Créée par Alexandre Astier, Alain Kappauf et Jean-Yves Robin en 2005, et diffusée en six saisons (ou « Livres ») jusqu’en 2009 à la télévision française, cette série de « fantasy historique » se fonde sur la légende arthurienne qu’elle cherche à rattacher à des faits historiques réels tout en lui laissant les éléments fantastiques, merveilleux ou mythiques qui lui sont propres, comme la magie et les créatures surnaturelles. Elle commence à prendre des accents dramatiques à partir du Livre iv. Les épisodes, très courts dans les premières saisons (trois minutes trente), s’allongent jusqu’à quarante minutes à compter du Livre v. Une transformation qui s’est poursuivie lors du passage du petit au grand écran avec une trilogie dont le premier volet est sorti en juillet 2021.

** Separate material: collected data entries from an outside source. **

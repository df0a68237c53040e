//! Integration tests for Redis-backed leases.

use lease_lock::{LeaseLocker, LeaseLockerBuilder, LeaseTtl, LockError, RedisLeaseStore};
use std::sync::Arc;
use std::time::Duration;
use tokio::sync::Barrier;

mod common;

/// Helper to get Redis URL from environment or use default.
fn get_redis_url() -> String {
    std::env::var("REDIS_URL").unwrap_or_else(|_| "redis://localhost:6379".to_string())
}

/// Locker with a per-test namespace so runs don't collide on a shared server.
async fn locker(test: &str) -> LeaseLocker<RedisLeaseStore> {
    common::init_tracing();
    let store = RedisLeaseStore::builder()
        .url(get_redis_url())
        .command_timeout(Duration::from_secs(2))
        .build()
        .await
        .unwrap();
    LeaseLockerBuilder::new()
        .key_prefix(format!("lease-lock-test:{}:", test))
        .build(store)
}

fn remaining(ttl: LeaseTtl) -> Duration {
    ttl.as_duration().expect("lease should expire")
}

#[tokio::test(flavor = "multi_thread", worker_threads = 8)]
#[ignore] // Requires Redis server running
async fn test_mutual_exclusion_under_contention() {
    const CONTENDERS: usize = 50;

    let locker = locker("contention").await;
    let barrier = Arc::new(Barrier::new(CONTENDERS));

    let tasks: Vec<_> = (0..CONTENDERS)
        .map(|_| {
            let locker = locker.clone();
            let barrier = barrier.clone();
            tokio::spawn(async move {
                barrier.wait().await;
                locker.acquire("resource", Duration::from_secs(5)).await.unwrap()
            })
        })
        .collect();

    let mut leases = Vec::new();
    for task in tasks {
        leases.push(task.await.unwrap());
    }
    assert_eq!(leases.iter().filter(|l| l.is_locked()).count(), 1);

    for lease in leases.iter().filter(|l| l.is_locked()) {
        lease.release().await.unwrap();
    }
}

#[tokio::test]
#[ignore] // Requires Redis server running
async fn test_release_frees_key() {
    let locker = locker("round-trip").await;

    let lease = locker.acquire("resource", Duration::from_secs(5)).await.unwrap();
    assert!(lease.is_locked());
    lease.release().await.unwrap();

    // A separate connection sees the key gone
    let other = self::locker("round-trip").await;
    let lease2 = other.acquire("resource", Duration::from_secs(5)).await.unwrap();
    assert!(lease2.is_locked());
    lease2.release().await.unwrap();
}

#[tokio::test]
#[ignore] // Requires Redis server running
async fn test_ownership_isolation() {
    let locker = locker("isolation").await;

    let lease_a = locker.acquire("resource", Duration::from_secs(5)).await.unwrap();
    assert!(lease_a.is_locked());

    let lease_b = locker.acquire("resource", Duration::from_secs(5)).await.unwrap();
    assert!(!lease_b.is_locked());
    assert!(matches!(lease_b.release().await.unwrap_err(), LockError::NotHeld));

    // A still holds it
    assert!(!lease_a.ttl().await.unwrap().is_zero());
    lease_a.release().await.unwrap();
}

#[tokio::test]
#[ignore] // Requires Redis server running
async fn test_ttl_counts_down() {
    let locker = locker("countdown").await;
    let lease = locker.acquire("resource", Duration::from_secs(10)).await.unwrap();

    let first = remaining(lease.ttl().await.unwrap());
    assert!(first > Duration::from_millis(9_500) && first <= Duration::from_secs(10));

    tokio::time::sleep(Duration::from_secs(2)).await;

    let second = remaining(lease.ttl().await.unwrap());
    assert!(second < first);
    assert!(second > Duration::from_millis(7_500) && second <= Duration::from_secs(8));

    lease.logged_release().await;
}

#[tokio::test]
#[ignore] // Requires Redis server running
async fn test_refresh_extends_lease() {
    let locker = locker("refresh").await;
    let lease = locker.acquire("resource", Duration::from_secs(2)).await.unwrap();

    lease.refresh(Duration::from_secs(10)).await.unwrap();
    let ttl = remaining(lease.ttl().await.unwrap());
    assert!(ttl > Duration::from_millis(9_500));

    lease.release().await.unwrap();
}

#[tokio::test]
#[ignore] // Requires Redis server running
async fn test_expiry_safety_net() {
    let locker = locker("expiry").await;
    let lease = locker.acquire("resource", Duration::from_secs(1)).await.unwrap();
    assert!(lease.is_locked());

    tokio::time::sleep(Duration::from_millis(1_200)).await;

    assert!(matches!(lease.release().await.unwrap_err(), LockError::NotHeld));
    assert!(matches!(
        lease.refresh(Duration::from_secs(5)).await.unwrap_err(),
        LockError::NotObtained
    ));

    let fresh = locker.acquire("resource", Duration::from_secs(1)).await.unwrap();
    assert!(fresh.is_locked());
    fresh.release().await.unwrap();
}

#[tokio::test]
#[ignore] // Requires Redis server running
async fn test_persistent_lease() {
    let locker = locker("persistent").await;
    let lease = locker.acquire("resource", Duration::ZERO).await.unwrap();
    assert!(lease.is_locked());
    assert_eq!(lease.ttl().await.unwrap(), LeaseTtl::Persistent);
    lease.release().await.unwrap();
}

#[tokio::test]
#[ignore] // Requires Redis server running
async fn test_sub_millisecond_ttl_still_expires() {
    let locker = locker("sub-ms").await;
    let lease = locker.acquire("resource", Duration::from_micros(100)).await.unwrap();
    assert!(lease.is_locked());

    tokio::time::sleep(Duration::from_millis(50)).await;
    let again = locker.acquire("resource", Duration::from_secs(1)).await.unwrap();
    assert!(again.is_locked());
    again.release().await.unwrap();
}

#[tokio::test]
async fn test_builder_requires_target() {
    let result = RedisLeaseStore::builder().build().await;
    assert!(matches!(result, Err(LockError::InvalidConfig(_))));
}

L’humour, qui reste au cœur de l’esthétique de Kaamelott, même dans sa version plus dramatique au cinéma, s’appuie sur deux jeux différents : l’anachronisme (dans les deux sens : du passé dans le présent et du présent dans le passé) et les clins d’œil critiques au présent ou à la façon dont notre époque conçoit le passé. La légende arthurienne est ainsi l’occasion de questionner nos mythes : dans « Saponides et détergents »5, épisode qui reprend le titre d’un chapitre de Mythologies6 de Roland Barthes, deux paysans découvrent le bain et le savon ; la scène joue sur le préjugé d’un Moyen Âge « sale » et sur celui d’un milieu rural contemporain « arriéré ». La façon d’orthographier Camelot, le château d’Arthur, avec deux « a » pour les initiales d’Alexandre Astier, mais surtout avec deux « t » incitant à prononcer la consonne finale à la façon de « camelote », une marchandise de mauvaise qualité, est le tout premier jeu de mots de la série.

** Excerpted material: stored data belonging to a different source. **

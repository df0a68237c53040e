//! The narrow contract a key-value backend must offer to host leases.

use std::future::Future;
use std::time::Duration;

use thiserror::Error;

use crate::ttl::LeaseTtl;

// ============================================================================
// Store Errors
// ============================================================================

/// Errors reported by a [`LeaseStore`].
#[derive(Error, Debug)]
pub enum StoreError {
    /// The store answered with its "no such key" sentinel.
    #[error("key does not exist")]
    Nil,

    /// The round trip itself failed.
    #[error(transparent)]
    Transport(Box<dyn std::error::Error + Send + Sync>),
}

impl StoreError {
    /// Wraps any backend error as a transport failure.
    pub fn transport(err: impl Into<Box<dyn std::error::Error + Send + Sync>>) -> Self {
        Self::Transport(err.into())
    }
}

/// Result type for store round trips.
pub type StoreResult<T> = Result<T, StoreError>;

// ============================================================================
// Guarded Operations
// ============================================================================

/// A mutation or read that only applies when the stored value equals the
/// caller's token.
///
/// Each variant must execute as one atomic operation on the backend: the
/// comparison and the action may not be split across round trips.
#[derive(Debug, Clone, Copy, PartialEq, Eq)]
pub enum GuardedOp {
    /// Delete the key.
    Delete,
    /// Set a new expiry on the key.
    Expire(Duration),
    /// Read the key's remaining time-to-live.
    RemainingTtl,
}

/// Outcome of a [`GuardedOp`].
#[derive(Debug, Clone, Copy, PartialEq, Eq)]
pub enum GuardedReply {
    /// The key is absent or holds a different token; nothing was done.
    NotOwner,
    /// [`GuardedOp::Delete`] removed the key.
    Deleted,
    /// [`GuardedOp::Expire`] set the new expiry.
    ExpirySet,
    /// [`GuardedOp::RemainingTtl`] read the remaining lifetime.
    Ttl(LeaseTtl),
}

// ============================================================================
// Store Trait
// ============================================================================

/// Backend hosting leases.
///
/// Implementations provide the atomicity; the lease logic never performs a
/// read-compare-write sequence itself.
///
/// # Example
///
/// ```rust,ignore
/// let created = store
///     .set_if_absent("jobs:nightly", token.as_str(), Some(Duration::from_secs(30)))
///     .await?;
/// let reply = store
///     .compare_and_mutate("jobs:nightly", token.as_str(), GuardedOp::Delete)
///     .await?;
/// ```
pub trait LeaseStore: Send + Sync {
    /// Short backend name used in tracing spans.
    fn backend(&self) -> &'static str;

    /// Whether keys may be stored without an expiry.
    fn supports_persistent_keys(&self) -> bool {
        true
    }

    /// Atomically creates `key = value` if the key is absent.
    ///
    /// `ttl` of `None` stores the key without expiry. Returns `true` if the key
    /// was created, `false` if it already existed.
    fn set_if_absent(
        &self,
        key: &str,
        value: &str,
        ttl: Option<Duration>,
    ) -> impl Future<Output = StoreResult<bool>> + Send;

    /// Atomically applies `op` to `key` if its value equals `expected`.
    fn compare_and_mutate(
        &self,
        key: &str,
        expected: &str,
        op: GuardedOp,
    ) -> impl Future<Output = StoreResult<GuardedReply>> + Send;
}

Kaamelott concentre un questionnement autour de la renaissance actuelle du Moyen Âge. Pourquoi est-il si présent dans la création contemporaine ? Comment et pourquoi cette époque, et plus particulièrement le xiie siècle, considéré au xixe siècle comme une première « Renaissance » en France, retrouve-t-elle de l’attrait aujourd’hui ? Est-ce une « revenance » ou une réinvention ? Que cela dit-il de notre époque ? « Si elle s’impose comme une évidence, cette médiévalité omniprésente est aussi une réalité ambivalente et mouvante, comme l’objet qu’elle se propose de capturer, entre ombre et lumière. L’ampleur du phénomène cache des expériences diverses, hétérogènes, voire incompatibles entre elles. […] Quels que soient les partis pris retenus, une constante réunit cet ensemble : le Moyen Âge est posé comme un outil qui aide à penser le monde contemporain dans sa contradiction et sa multiplicité », écrivent Nathalie Koble et Mireille Séguy dans Passé présent. Le Moyen Âge dans les fictions contemporaines7.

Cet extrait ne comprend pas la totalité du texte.